Volpe grigia di Cozumel? Non è estinta. E la buona notizia ci arriva direttamente da fototrappole che ne hanno registrato la presenza dove venti anni fa si presumeva fosse scomparsa.

Piacevole scoperta sulla volpe grigia di Cozumel
Per anni si è temuto che la volpe grigia di Cozumel fosse ormai scomparsa. Questa rara sottospecie, che vive esclusivamente sull’isola messicana di Cozumel, era considerata a un passo dall’estinzione a causa della drastica riduzione della popolazione e della mancanza di avvistamenti. Oggi, però, una nuova scoperta ha riacceso la speranza: alcune fototrappole hanno immortalato diversi esemplari, dimostrando che l’animale è ancora presente in natura.

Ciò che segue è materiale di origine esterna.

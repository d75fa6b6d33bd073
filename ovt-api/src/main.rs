use anyhow::Context;
use sqlx::postgres::PgPoolOptions;
use tokio::sync::watch;
use tracing_subscriber::EnvFilter;

use ovt_api::{config::read_config, engine::Engine};

#[tokio::main]
async fn main() -> anyhow::Result<()> {
    dotenvy::dotenv().ok();
    tracing_subscriber::fmt()
        .with_env_filter(
            EnvFilter::try_from_default_env().unwrap_or_else(|_| EnvFilter::new("info")),
        )
        .init();

    let config = read_config().context("failed to read configuration")?;

    let pool = PgPoolOptions::new()
        .acquire_timeout(std::time::Duration::from_secs(5))
        .connect_lazy_with(config.database.with_db());
    sqlx::migrate!("./migrations")
        .run(&pool)
        .await
        .context("failed to run database migrations")?;

    let engine = Engine::new(pool, &config);

    let (shutdown_tx, shutdown_rx) = watch::channel(false);
    let scheduler = engine.scheduler.clone();
    let scheduler_task = tokio::spawn(async move { scheduler.run(shutdown_rx).await });

    tokio::signal::ctrl_c()
        .await
        .context("failed to listen for shutdown signal")?;
    tracing::info!("shutdown signal received");
    shutdown_tx.send(true).ok();
    scheduler_task.await.context("scheduler task panicked")?;

    Ok(())
}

La volpe grigia di Cozumel è una sottospecie della più comune volpe grigia nordamericana, ma nel corso dell’evoluzione ha sviluppato caratteristiche proprie grazie all’isolamento geografico dell’isola. È leggermente più piccola rispetto ai suoi parenti continentali e si è adattata perfettamente all’ambiente locale, dove svolge un ruolo importante nel controllo delle popolazioni di piccoli mammiferi, rettili, insetti e altri animali.

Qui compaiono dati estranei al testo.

//! Mutation bus: lifecycle fan-out for ledger writes.
//!
//! Subscribers register once at startup composition, in one of two delivery
//! modes. Awaited subscribers block the triggering write until their hooks
//! resolve and may veto it from a before hook. Detached subscribers run on
//! spawned tasks; their failures are logged and never reach the writer.

use std::sync::Arc;

use async_trait::async_trait;
use futures::future;

use super::models::{NewTimeRecord, TimeRecord, UserId};
use super::LedgerError;

/// Observer of ledger record lifecycle events.
///
/// Every hook has a no-op default, so a subscriber only implements the
/// events it cares about. `name` doubles as the registration identity.
#[async_trait]
pub trait RecordMutationSubscriber: Send + Sync + 'static {
    fn name(&self) -> &'static str;

    async fn before_record_insert(
        &self,
        _record: &NewTimeRecord,
        _owner: UserId,
    ) -> Result<(), LedgerError> {
        Ok(())
    }

    async fn after_record_insert(
        &self,
        _record: &TimeRecord,
        _owner: UserId,
    ) -> Result<(), LedgerError> {
        Ok(())
    }

    async fn before_record_update(
        &self,
        _prev: &TimeRecord,
        _next: &TimeRecord,
        _owner: UserId,
    ) -> Result<(), LedgerError> {
        Ok(())
    }

    async fn after_record_update(
        &self,
        _prev: &TimeRecord,
        _next: &TimeRecord,
        _owner: UserId,
    ) -> Result<(), LedgerError> {
        Ok(())
    }

    async fn before_record_delete(
        &self,
        _record: &TimeRecord,
        _owner: UserId,
    ) -> Result<(), LedgerError> {
        Ok(())
    }

    async fn after_record_delete(
        &self,
        _record: &TimeRecord,
        _owner: UserId,
    ) -> Result<(), LedgerError> {
        Ok(())
    }

    async fn before_delete_all(&self, _owner: UserId) -> Result<(), LedgerError> {
        Ok(())
    }

    async fn after_delete_all(&self, _owner: UserId) -> Result<(), LedgerError> {
        Ok(())
    }
}

/// Registry of mutation subscribers with two delivery disciplines.
///
/// Registration has set semantics: a subscriber name already present in a
/// registry is not added again.
#[derive(Default)]
pub struct MutationBus {
    awaited: Vec<Arc<dyn RecordMutationSubscriber>>,
    detached: Vec<Arc<dyn RecordMutationSubscriber>>,
}

impl MutationBus {
    pub fn new() -> Self {
        Self::default()
    }

    pub fn subscribe_awaited(&mut self, subscriber: Arc<dyn RecordMutationSubscriber>) {
        if !self.awaited.iter().any(|s| s.name() == subscriber.name()) {
            self.awaited.push(subscriber);
        }
    }

    pub fn subscribe_detached(&mut self, subscriber: Arc<dyn RecordMutationSubscriber>) {
        if !self.detached.iter().any(|s| s.name() == subscriber.name()) {
            self.detached.push(subscriber);
        }
    }

    pub fn awaited_count(&self) -> usize {
        self.awaited.len()
    }

    pub fn detached_count(&self) -> usize {
        self.detached.len()
    }

    pub async fn before_insert(
        &self,
        record: &NewTimeRecord,
        owner: UserId,
    ) -> Result<(), LedgerError> {
        for sub in &self.detached {
            let sub = sub.clone();
            let record = record.clone();
            tokio::spawn(async move {
                log_detached(&*sub, "before_record_insert", sub.before_record_insert(&record, owner).await);
            });
        }

        let results =
            future::join_all(self.awaited.iter().map(|s| s.before_record_insert(record, owner)))
                .await;
        veto(self.first_failure("before_record_insert", results))
    }

    pub async fn after_insert(&self, record: &TimeRecord, owner: UserId) -> Result<(), LedgerError> {
        for sub in &self.detached {
            let sub = sub.clone();
            let record = record.clone();
            tokio::spawn(async move {
                log_detached(&*sub, "after_record_insert", sub.after_record_insert(&record, owner).await);
            });
        }

        let results =
            future::join_all(self.awaited.iter().map(|s| s.after_record_insert(record, owner)))
                .await;
        propagate(self.first_failure("after_record_insert", results))
    }

    pub async fn before_update(
        &self,
        prev: &TimeRecord,
        next: &TimeRecord,
        owner: UserId,
    ) -> Result<(), LedgerError> {
        for sub in &self.detached {
            let sub = sub.clone();
            let prev = prev.clone();
            let next = next.clone();
            tokio::spawn(async move {
                log_detached(&*sub, "before_record_update", sub.before_record_update(&prev, &next, owner).await);
            });
        }

        let results = future::join_all(
            self.awaited.iter().map(|s| s.before_record_update(prev, next, owner)),
        )
        .await;
        veto(self.first_failure("before_record_update", results))
    }

    pub async fn after_update(
        &self,
        prev: &TimeRecord,
        next: &TimeRecord,
        owner: UserId,
    ) -> Result<(), LedgerError> {
        for sub in &self.detached {
            let sub = sub.clone();
            let prev = prev.clone();
            let next = next.clone();
            tokio::spawn(async move {
                log_detached(&*sub, "after_record_update", sub.after_record_update(&prev, &next, owner).await);
            });
        }

        let results = future::join_all(
            self.awaited.iter().map(|s| s.after_record_update(prev, next, owner)),
        )
        .await;
        propagate(self.first_failure("after_record_update", results))
    }

    pub async fn before_delete(
        &self,
        record: &TimeRecord,
        owner: UserId,
    ) -> Result<(), LedgerError> {
        for sub in &self.detached {
            let sub = sub.clone();
            let record = record.clone();
            tokio::spawn(async move {
                log_detached(&*sub, "before_record_delete", sub.before_record_delete(&record, owner).await);
            });
        }

        let results =
            future::join_all(self.awaited.iter().map(|s| s.before_record_delete(record, owner)))
                .await;
        veto(self.first_failure("before_record_delete", results))
    }

    pub async fn after_delete(&self, record: &TimeRecord, owner: UserId) -> Result<(), LedgerError> {
        for sub in &self.detached {
            let sub = sub.clone();
            let record = record.clone();
            tokio::spawn(async move {
                log_detached(&*sub, "after_record_delete", sub.after_record_delete(&record, owner).await);
            });
        }

        let results =
            future::join_all(self.awaited.iter().map(|s| s.after_record_delete(record, owner)))
                .await;
        propagate(self.first_failure("after_record_delete", results))
    }

    pub async fn before_delete_all(&self, owner: UserId) -> Result<(), LedgerError> {
        for sub in &self.detached {
            let sub = sub.clone();
            tokio::spawn(async move {
                log_detached(&*sub, "before_delete_all", sub.before_delete_all(owner).await);
            });
        }

        let results =
            future::join_all(self.awaited.iter().map(|s| s.before_delete_all(owner))).await;
        veto(self.first_failure("before_delete_all", results))
    }

    pub async fn after_delete_all(&self, owner: UserId) -> Result<(), LedgerError> {
        for sub in &self.detached {
            let sub = sub.clone();
            tokio::spawn(async move {
                log_detached(&*sub, "after_delete_all", sub.after_delete_all(owner).await);
            });
        }

        let results =
            future::join_all(self.awaited.iter().map(|s| s.after_delete_all(owner))).await;
        propagate(self.first_failure("after_delete_all", results))
    }

    /// Logs every awaited failure and keeps the first.
    ///
    /// Every subscriber has already run by the time this is called; there is
    /// no short-circuit on the first rejection.
    fn first_failure(
        &self,
        hook: &'static str,
        results: Vec<Result<(), LedgerError>>,
    ) -> Option<(&'static str, LedgerError)> {
        let mut first = None;
        for (sub, result) in self.awaited.iter().zip(results) {
            if let Err(err) = result {
                tracing::error!(subscriber = sub.name(), hook, error = %err, "awaited subscriber failed");
                if first.is_none() {
                    first = Some((sub.name(), err));
                }
            }
        }
        first
    }
}

fn log_detached(sub: &dyn RecordMutationSubscriber, hook: &'static str, result: Result<(), LedgerError>) {
    if let Err(err) = result {
        tracing::error!(subscriber = sub.name(), hook, error = %err, "detached subscriber failed");
    }
}

/// Before-hook failures become a caller-visible veto.
fn veto(failure: Option<(&'static str, LedgerError)>) -> Result<(), LedgerError> {
    match failure {
        Some((subscriber, err)) => Err(LedgerError::WriteVetoed {
            subscriber,
            reason: err.to_string(),
        }),
        None => Ok(()),
    }
}

/// After-hook failures propagate as-is; the store mutation is already durable.
fn propagate(failure: Option<(&'static str, LedgerError)>) -> Result<(), LedgerError> {
    match failure {
        Some((_, err)) => Err(err),
        None => Ok(()),
    }
}

#[cfg(test)]
mod tests {
    use super::*;
    use crate::domain::models::RecordKind;
    use std::time::Duration;
    use time::macros::date;
    use tokio::sync::mpsc;

    /// Reports every hook invocation on a channel; optionally fails them all.
    struct SignalingSubscriber {
        name: &'static str,
        tx: mpsc::UnboundedSender<&'static str>,
        fail: bool,
    }

    impl SignalingSubscriber {
        fn outcome(&self, hook: &'static str) -> Result<(), LedgerError> {
            self.tx.send(self.name).ok();
            if self.fail {
                Err(LedgerError::Integrity(format!("{} rejected {hook}", self.name)))
            } else {
                Ok(())
            }
        }
    }

    #[async_trait]
    impl RecordMutationSubscriber for SignalingSubscriber {
        fn name(&self) -> &'static str {
            self.name
        }

        async fn before_record_insert(
            &self,
            _record: &NewTimeRecord,
            _owner: UserId,
        ) -> Result<(), LedgerError> {
            self.outcome("before_record_insert")
        }

        async fn after_record_insert(
            &self,
            _record: &TimeRecord,
            _owner: UserId,
        ) -> Result<(), LedgerError> {
            self.outcome("after_record_insert")
        }
    }

    fn stored_record(owner: UserId) -> TimeRecord {
        TimeRecord {
            id: crate::domain::models::TimeRecordId::new(1),
            owner,
            duration_minutes: 60,
            kind: RecordKind::Overtime,
            date: date!(2024 - 01 - 15),
            note: None,
            created_at: time::OffsetDateTime::now_utc(),
        }
    }

    fn new_record() -> NewTimeRecord {
        NewTimeRecord {
            duration_minutes: 60,
            kind: RecordKind::Overtime,
            date: date!(2024 - 01 - 15),
            note: None,
        }
    }

    fn signaling(
        name: &'static str,
        fail: bool,
    ) -> (Arc<SignalingSubscriber>, mpsc::UnboundedReceiver<&'static str>) {
        let (tx, rx) = mpsc::unbounded_channel();
        (Arc::new(SignalingSubscriber { name, tx, fail }), rx)
    }

    #[test]
    fn registration_is_idempotent_per_registry() {
        let (sub, _rx) = signaling("stats", false);
        let mut bus = MutationBus::new();

        bus.subscribe_awaited(sub.clone());
        bus.subscribe_awaited(sub.clone());
        bus.subscribe_detached(sub.clone());
        bus.subscribe_detached(sub);

        assert_eq!(bus.awaited_count(), 1);
        assert_eq!(bus.detached_count(), 1);
    }

    #[tokio::test]
    async fn awaited_before_hook_failure_vetoes_the_write() {
        let (sub, mut rx) = signaling("guard", true);
        let mut bus = MutationBus::new();
        bus.subscribe_awaited(sub);

        let result = bus.before_insert(&new_record(), UserId::new(1)).await;

        assert!(matches!(
            result,
            Err(LedgerError::WriteVetoed { subscriber: "guard", .. })
        ));
        assert_eq!(rx.recv().await, Some("guard"));
    }

    #[tokio::test]
    async fn awaited_failure_does_not_short_circuit_other_subscribers() {
        let (failing, mut failing_rx) = signaling("failing", true);
        let (healthy, mut healthy_rx) = signaling("healthy", false);
        let mut bus = MutationBus::new();
        bus.subscribe_awaited(failing);
        bus.subscribe_awaited(healthy);

        let owner = UserId::new(1);
        let record = stored_record(owner);
        let result = bus.after_insert(&record, owner).await;

        assert!(matches!(result, Err(LedgerError::Integrity(_))));
        assert_eq!(failing_rx.recv().await, Some("failing"));
        assert_eq!(healthy_rx.recv().await, Some("healthy"));
    }

    #[tokio::test]
    async fn detached_failure_never_reaches_the_writer() {
        let (failing, mut failing_rx) = signaling("failing", true);
        let (healthy, mut healthy_rx) = signaling("healthy", false);
        let mut bus = MutationBus::new();
        bus.subscribe_detached(failing);
        bus.subscribe_detached(healthy);

        let owner = UserId::new(1);
        let record = stored_record(owner);
        let result = bus.after_insert(&record, owner).await;
        assert!(result.is_ok());

        // Both detached subscribers were still delivered to.
        let received = tokio::time::timeout(Duration::from_secs(1), async {
            (failing_rx.recv().await, healthy_rx.recv().await)
        })
        .await
        .unwrap();
        assert_eq!(received, (Some("failing"), Some("healthy")));
    }

    #[tokio::test]
    async fn detached_before_hooks_cannot_veto() {
        let (failing, mut rx) = signaling("failing", true);
        let mut bus = MutationBus::new();
        bus.subscribe_detached(failing);

        let result = bus.before_insert(&new_record(), UserId::new(1)).await;
        assert!(result.is_ok());
        assert_eq!(rx.recv().await, Some("failing"));
    }
}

Negli ultimi decenni la situazione della specie era diventata sempre più critica. La perdita di habitat, l’espansione delle attività umane, la presenza di cani e gatti introdotti dall’uomo e la diffusione di alcune malattie avevano provocato un forte calo della popolazione. A questi problemi si sono aggiunti gli effetti degli uragani che hanno colpito l’isola, alterando profondamente gli ecosistemi e riducendo la disponibilità di cibo e rifugi.

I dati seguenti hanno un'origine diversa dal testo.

use serde::Serialize;
use time::OffsetDateTime;

use super::ids::UserId;
use super::scope::ScopeKey;
use super::time_record::{RecordKind, TimeRecord};

/// Derived, fully replaceable aggregate for one [`ScopeKey`].
///
/// A row is a pure function of the ledger records inside the key's window at
/// computation time; it never references a record by id. Absence of a row
/// means "no activity in that scope", not an error.
#[derive(Debug, Clone, PartialEq, Serialize)]
#[serde(rename_all = "camelCase")]
pub struct ScopeStatistics {
    #[serde(flatten)]
    pub key: ScopeKey,
    pub overtime_count: i64,
    pub overtime_duration: i64,
    pub recovery_count: i64,
    pub recovery_duration: i64,
    pub total_count: i64,
    /// Net duration: overtime minus recovery, in minutes.
    pub total_duration: i64,
    #[serde(with = "time::serde::rfc3339")]
    pub updated_at: OffsetDateTime,
}

impl ScopeStatistics {
    pub fn zero(key: ScopeKey, now: OffsetDateTime) -> Self {
        Self {
            key,
            overtime_count: 0,
            overtime_duration: 0,
            recovery_count: 0,
            recovery_duration: 0,
            total_count: 0,
            total_duration: 0,
            updated_at: now,
        }
    }

    /// Computes the aggregate in a single pass over the window's records.
    ///
    /// A record with a non-positive duration violates the ledger invariant;
    /// it is skipped (and reported) rather than poisoning the whole scope.
    pub fn from_records(key: ScopeKey, records: &[TimeRecord], now: OffsetDateTime) -> Self {
        let mut stats = Self::zero(key, now);

        for record in records {
            if record.duration_minutes <= 0 {
                debug_assert!(
                    false,
                    "record {} has non-positive duration {}",
                    record.id, record.duration_minutes
                );
                tracing::error!(
                    record_id = %record.id,
                    duration = record.duration_minutes,
                    "skipping record with non-positive duration"
                );
                continue;
            }

            let duration = i64::from(record.duration_minutes);
            match record.kind {
                RecordKind::Overtime => {
                    stats.overtime_count += 1;
                    stats.overtime_duration += duration;
                }
                RecordKind::Recovery => {
                    stats.recovery_count += 1;
                    stats.recovery_duration += duration;
                }
            }
            stats.total_count += 1;
            stats.total_duration += record.signed_duration();
        }

        stats
    }

    /// Aggregate fields without the computation timestamp, for comparisons.
    pub fn totals(&self) -> (i64, i64, i64, i64, i64, i64) {
        (
            self.overtime_count,
            self.overtime_duration,
            self.recovery_count,
            self.recovery_duration,
            self.total_count,
            self.total_duration,
        )
    }
}

/// On-demand projection over a whole year; never persisted.
///
/// Sums the year's month aggregates and adds a ledger-derived balance plus
/// two averages whose denominators follow the as-of cutoff policy.
#[derive(Debug, Clone, PartialEq, Serialize)]
#[serde(rename_all = "camelCase")]
pub struct YearStatistics {
    pub owner: UserId,
    pub year: i32,
    pub overtime_count: i64,
    pub overtime_duration: i64,
    pub recovery_count: i64,
    pub recovery_duration: i64,
    pub total_count: i64,
    pub total_duration: i64,
    /// Overtime minus recovery over the calendar year, from raw records.
    pub balance: i64,
    /// Average net weekly duration up to the cutoff week, floored to 2 decimals.
    pub week_avg_duration: f64,
    /// Average net monthly duration up to the cutoff month, floored to 2 decimals.
    pub month_avg_duration: f64,
    #[serde(with = "time::serde::rfc3339")]
    pub updated_at: OffsetDateTime,
}

#[cfg(test)]
mod tests {
    use super::*;
    use crate::domain::models::{ScopeKind, TimeRecordId};
    use time::macros::date;

    fn key() -> ScopeKey {
        ScopeKey {
            kind: ScopeKind::Month,
            period: 1,
            year: 2024,
            owner: UserId::new(1),
        }
    }

    fn record(kind: RecordKind, minutes: i32) -> TimeRecord {
        TimeRecord {
            id: TimeRecordId::new(1),
            owner: UserId::new(1),
            duration_minutes: minutes,
            kind,
            date: date!(2024 - 01 - 10),
            note: None,
            created_at: OffsetDateTime::now_utc(),
        }
    }

    #[test]
    fn aggregates_overtime_and_recovery_in_one_pass() {
        let records = vec![
            record(RecordKind::Overtime, 120),
            record(RecordKind::Overtime, 60),
            record(RecordKind::Recovery, 30),
        ];

        let stats = ScopeStatistics::from_records(key(), &records, OffsetDateTime::now_utc());

        assert_eq!(stats.overtime_count, 2);
        assert_eq!(stats.overtime_duration, 180);
        assert_eq!(stats.recovery_count, 1);
        assert_eq!(stats.recovery_duration, 30);
        assert_eq!(stats.total_count, 3);
        assert_eq!(stats.total_duration, 150);
    }

    #[test]
    fn empty_window_yields_the_zero_aggregate() {
        let stats = ScopeStatistics::from_records(key(), &[], OffsetDateTime::now_utc());
        assert_eq!(stats.totals(), (0, 0, 0, 0, 0, 0));
    }

    #[test]
    fn recovery_can_drive_the_net_duration_negative() {
        let records = vec![
            record(RecordKind::Overtime, 30),
            record(RecordKind::Recovery, 90),
        ];

        let stats = ScopeStatistics::from_records(key(), &records, OffsetDateTime::now_utc());
        assert_eq!(stats.total_duration, -60);
    }
}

Scienza al servizio della natura

Per molto tempo gli esperti hanno cercato tracce della volpe utilizzando diverse tecniche di monitoraggio, senza ottenere risultati convincenti. La scarsità di osservazioni aveva alimentato il timore che la sottospecie fosse ormai estinta. La situazione è cambiata grazie a una recente campagna di monitoraggio, durante la quale le fototrappole, dispositivi che si attivano automaticamente al passaggio degli animali, hanno registrato immagini di numerosi individui in diverse aree dell’isola.
Questa scoperta rappresenta una notizia molto positiva per la conservazione della biodiversità. Le immagini dimostrano infatti che la popolazione, seppur probabilmente ancora molto ridotta, è sopravvissuta. Gli scienziati sottolineano però che il ritrovamento non significa che il pericolo sia passato. Una popolazione composta da pochi esemplari rimane estremamente vulnerabile a eventi naturali, malattie e cambiamenti ambientali.
Il caso della volpe grigia di Cozumel evidenzia anche l’importanza delle moderne tecnologie nella ricerca scientifica. Le fototrappole permettono di osservare specie elusive senza disturbare il loro comportamento naturale e rappresentano uno strumento fondamentale per monitorare gli animali che vivono in ambienti difficili da esplorare.
Dando poi a noi umani modo di rimediare ai danni che facciamo alla natura.